What the exercise asks. Find each line below containing the word "Encoder" and copy it.

- - - - -

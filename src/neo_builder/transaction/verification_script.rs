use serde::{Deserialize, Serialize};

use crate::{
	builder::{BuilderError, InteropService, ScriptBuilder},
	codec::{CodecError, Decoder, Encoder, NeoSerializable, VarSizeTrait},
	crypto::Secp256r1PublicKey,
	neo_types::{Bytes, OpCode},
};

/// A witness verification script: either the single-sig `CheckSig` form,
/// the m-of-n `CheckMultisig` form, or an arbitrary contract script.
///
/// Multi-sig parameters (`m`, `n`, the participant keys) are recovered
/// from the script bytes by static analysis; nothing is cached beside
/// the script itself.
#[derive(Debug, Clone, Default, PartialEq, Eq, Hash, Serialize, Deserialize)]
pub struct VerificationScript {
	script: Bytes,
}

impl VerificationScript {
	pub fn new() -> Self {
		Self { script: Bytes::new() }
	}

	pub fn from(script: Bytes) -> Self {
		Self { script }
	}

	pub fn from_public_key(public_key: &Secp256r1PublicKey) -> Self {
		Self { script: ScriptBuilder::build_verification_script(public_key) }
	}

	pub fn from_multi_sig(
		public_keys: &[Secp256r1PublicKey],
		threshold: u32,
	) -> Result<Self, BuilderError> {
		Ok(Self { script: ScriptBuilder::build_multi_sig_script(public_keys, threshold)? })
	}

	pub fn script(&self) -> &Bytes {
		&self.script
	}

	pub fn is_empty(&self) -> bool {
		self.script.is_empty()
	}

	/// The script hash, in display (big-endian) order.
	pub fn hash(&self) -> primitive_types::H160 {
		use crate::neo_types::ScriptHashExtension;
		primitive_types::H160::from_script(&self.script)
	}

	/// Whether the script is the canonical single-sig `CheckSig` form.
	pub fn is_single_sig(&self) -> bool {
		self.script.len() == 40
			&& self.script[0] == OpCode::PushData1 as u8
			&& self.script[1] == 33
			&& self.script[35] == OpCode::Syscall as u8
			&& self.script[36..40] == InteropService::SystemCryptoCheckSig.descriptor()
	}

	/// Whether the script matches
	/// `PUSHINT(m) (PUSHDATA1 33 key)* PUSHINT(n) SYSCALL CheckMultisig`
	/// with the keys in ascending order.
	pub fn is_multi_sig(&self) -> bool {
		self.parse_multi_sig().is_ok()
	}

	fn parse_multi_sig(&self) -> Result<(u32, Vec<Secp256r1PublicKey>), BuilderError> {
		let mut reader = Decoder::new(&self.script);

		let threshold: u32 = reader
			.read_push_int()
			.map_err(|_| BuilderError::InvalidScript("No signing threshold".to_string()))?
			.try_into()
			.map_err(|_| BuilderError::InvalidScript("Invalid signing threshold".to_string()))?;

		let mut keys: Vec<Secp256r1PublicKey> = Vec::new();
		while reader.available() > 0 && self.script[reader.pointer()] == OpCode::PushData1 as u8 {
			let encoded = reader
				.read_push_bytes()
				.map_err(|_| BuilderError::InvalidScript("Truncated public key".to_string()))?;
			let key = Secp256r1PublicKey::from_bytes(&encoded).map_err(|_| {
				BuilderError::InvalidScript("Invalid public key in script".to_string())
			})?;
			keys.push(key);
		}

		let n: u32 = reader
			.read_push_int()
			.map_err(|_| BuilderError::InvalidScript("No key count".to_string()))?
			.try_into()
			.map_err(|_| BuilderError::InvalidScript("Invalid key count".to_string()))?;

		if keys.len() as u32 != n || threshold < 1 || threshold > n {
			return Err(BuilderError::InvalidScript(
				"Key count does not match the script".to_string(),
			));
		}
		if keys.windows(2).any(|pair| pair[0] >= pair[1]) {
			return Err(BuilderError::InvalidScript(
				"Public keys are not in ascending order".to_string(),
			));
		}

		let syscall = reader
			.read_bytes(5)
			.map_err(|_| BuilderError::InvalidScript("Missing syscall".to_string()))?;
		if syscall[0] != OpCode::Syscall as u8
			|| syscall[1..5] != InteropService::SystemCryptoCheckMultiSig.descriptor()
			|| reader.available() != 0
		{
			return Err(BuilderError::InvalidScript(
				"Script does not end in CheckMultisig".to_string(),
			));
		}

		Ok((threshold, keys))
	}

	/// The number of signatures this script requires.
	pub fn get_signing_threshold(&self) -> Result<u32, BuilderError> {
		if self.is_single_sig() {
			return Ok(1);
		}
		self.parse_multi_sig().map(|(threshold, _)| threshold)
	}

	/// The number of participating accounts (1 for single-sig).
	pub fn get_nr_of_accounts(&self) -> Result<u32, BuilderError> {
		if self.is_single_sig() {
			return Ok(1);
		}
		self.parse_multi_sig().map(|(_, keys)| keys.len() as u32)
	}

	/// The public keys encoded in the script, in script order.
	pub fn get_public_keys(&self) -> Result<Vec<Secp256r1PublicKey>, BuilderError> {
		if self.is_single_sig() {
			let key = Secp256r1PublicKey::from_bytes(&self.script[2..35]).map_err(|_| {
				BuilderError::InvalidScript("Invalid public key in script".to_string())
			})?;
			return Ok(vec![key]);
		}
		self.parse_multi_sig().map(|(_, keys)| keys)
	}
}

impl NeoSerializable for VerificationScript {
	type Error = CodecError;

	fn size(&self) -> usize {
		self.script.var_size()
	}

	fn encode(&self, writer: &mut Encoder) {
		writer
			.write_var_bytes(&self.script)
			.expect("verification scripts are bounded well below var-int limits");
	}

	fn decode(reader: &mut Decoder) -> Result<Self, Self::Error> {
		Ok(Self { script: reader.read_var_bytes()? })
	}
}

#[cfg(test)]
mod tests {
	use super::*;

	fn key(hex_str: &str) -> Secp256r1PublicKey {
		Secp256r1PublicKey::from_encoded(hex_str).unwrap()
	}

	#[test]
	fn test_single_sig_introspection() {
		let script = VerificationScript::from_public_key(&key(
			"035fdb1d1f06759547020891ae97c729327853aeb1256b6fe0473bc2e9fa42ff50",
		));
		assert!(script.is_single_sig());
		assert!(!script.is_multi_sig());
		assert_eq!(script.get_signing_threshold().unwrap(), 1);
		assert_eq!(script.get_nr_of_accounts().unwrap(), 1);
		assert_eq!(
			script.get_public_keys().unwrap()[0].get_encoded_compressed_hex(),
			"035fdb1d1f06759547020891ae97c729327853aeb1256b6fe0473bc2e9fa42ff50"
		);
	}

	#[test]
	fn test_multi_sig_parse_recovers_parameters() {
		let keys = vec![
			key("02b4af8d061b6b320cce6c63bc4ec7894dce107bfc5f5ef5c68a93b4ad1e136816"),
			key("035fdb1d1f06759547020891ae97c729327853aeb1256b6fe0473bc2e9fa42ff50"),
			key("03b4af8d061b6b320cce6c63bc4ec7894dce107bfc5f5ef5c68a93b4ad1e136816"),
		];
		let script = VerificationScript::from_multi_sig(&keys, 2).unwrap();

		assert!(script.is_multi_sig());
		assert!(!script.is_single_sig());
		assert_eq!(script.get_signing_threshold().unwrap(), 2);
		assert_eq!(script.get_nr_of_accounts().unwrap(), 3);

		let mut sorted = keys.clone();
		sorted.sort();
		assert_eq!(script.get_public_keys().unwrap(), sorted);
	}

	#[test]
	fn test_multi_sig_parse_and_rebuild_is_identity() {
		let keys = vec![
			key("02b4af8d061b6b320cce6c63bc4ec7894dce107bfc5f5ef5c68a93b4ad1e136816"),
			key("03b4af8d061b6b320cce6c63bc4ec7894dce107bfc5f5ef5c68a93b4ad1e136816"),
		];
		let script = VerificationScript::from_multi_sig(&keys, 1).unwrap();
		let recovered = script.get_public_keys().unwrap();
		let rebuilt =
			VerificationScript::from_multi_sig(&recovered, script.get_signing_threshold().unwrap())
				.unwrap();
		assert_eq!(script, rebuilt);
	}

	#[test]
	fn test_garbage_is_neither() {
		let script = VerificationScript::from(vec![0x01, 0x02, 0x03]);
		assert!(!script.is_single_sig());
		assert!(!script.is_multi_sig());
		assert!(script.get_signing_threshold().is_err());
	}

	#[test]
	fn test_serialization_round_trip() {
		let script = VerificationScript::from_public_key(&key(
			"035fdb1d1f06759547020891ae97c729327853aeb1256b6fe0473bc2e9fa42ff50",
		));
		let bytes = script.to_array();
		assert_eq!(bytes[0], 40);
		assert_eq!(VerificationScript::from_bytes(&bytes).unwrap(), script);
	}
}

- - - - -

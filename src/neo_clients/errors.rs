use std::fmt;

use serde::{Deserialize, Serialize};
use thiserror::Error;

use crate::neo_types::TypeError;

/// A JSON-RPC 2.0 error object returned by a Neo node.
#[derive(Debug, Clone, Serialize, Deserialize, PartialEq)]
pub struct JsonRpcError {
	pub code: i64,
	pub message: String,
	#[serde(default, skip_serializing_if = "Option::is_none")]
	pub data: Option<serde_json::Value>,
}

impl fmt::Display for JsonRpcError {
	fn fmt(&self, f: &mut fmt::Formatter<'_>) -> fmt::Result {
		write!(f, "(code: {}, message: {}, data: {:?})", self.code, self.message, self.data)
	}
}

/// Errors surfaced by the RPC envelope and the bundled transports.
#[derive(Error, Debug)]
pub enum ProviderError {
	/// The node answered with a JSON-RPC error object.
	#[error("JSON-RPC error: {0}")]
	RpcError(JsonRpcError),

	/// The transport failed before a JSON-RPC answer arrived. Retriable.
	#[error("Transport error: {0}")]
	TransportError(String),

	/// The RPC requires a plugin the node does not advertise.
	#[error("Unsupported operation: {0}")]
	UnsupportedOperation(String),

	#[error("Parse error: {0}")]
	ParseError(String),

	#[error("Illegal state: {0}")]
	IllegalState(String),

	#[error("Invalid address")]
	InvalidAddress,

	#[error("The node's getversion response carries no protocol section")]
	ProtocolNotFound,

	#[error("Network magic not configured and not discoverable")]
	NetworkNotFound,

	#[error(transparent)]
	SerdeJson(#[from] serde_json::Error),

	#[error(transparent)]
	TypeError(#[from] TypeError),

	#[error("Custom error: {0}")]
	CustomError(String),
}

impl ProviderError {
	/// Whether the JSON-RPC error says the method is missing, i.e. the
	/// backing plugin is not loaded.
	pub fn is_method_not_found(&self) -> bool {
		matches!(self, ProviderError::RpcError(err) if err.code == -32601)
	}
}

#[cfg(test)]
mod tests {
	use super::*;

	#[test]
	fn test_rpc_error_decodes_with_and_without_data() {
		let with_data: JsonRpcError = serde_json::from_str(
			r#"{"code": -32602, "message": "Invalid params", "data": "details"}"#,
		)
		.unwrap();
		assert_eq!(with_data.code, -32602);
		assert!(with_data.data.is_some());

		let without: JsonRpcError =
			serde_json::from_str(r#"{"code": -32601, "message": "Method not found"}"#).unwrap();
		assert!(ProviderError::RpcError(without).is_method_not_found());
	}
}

- - - - -

Solution for this exercise.
	codec::{CodecError, Decoder, Encoder, NeoSerializable, VarSizeTrait},
	fn encode(&self, writer: &mut Encoder) {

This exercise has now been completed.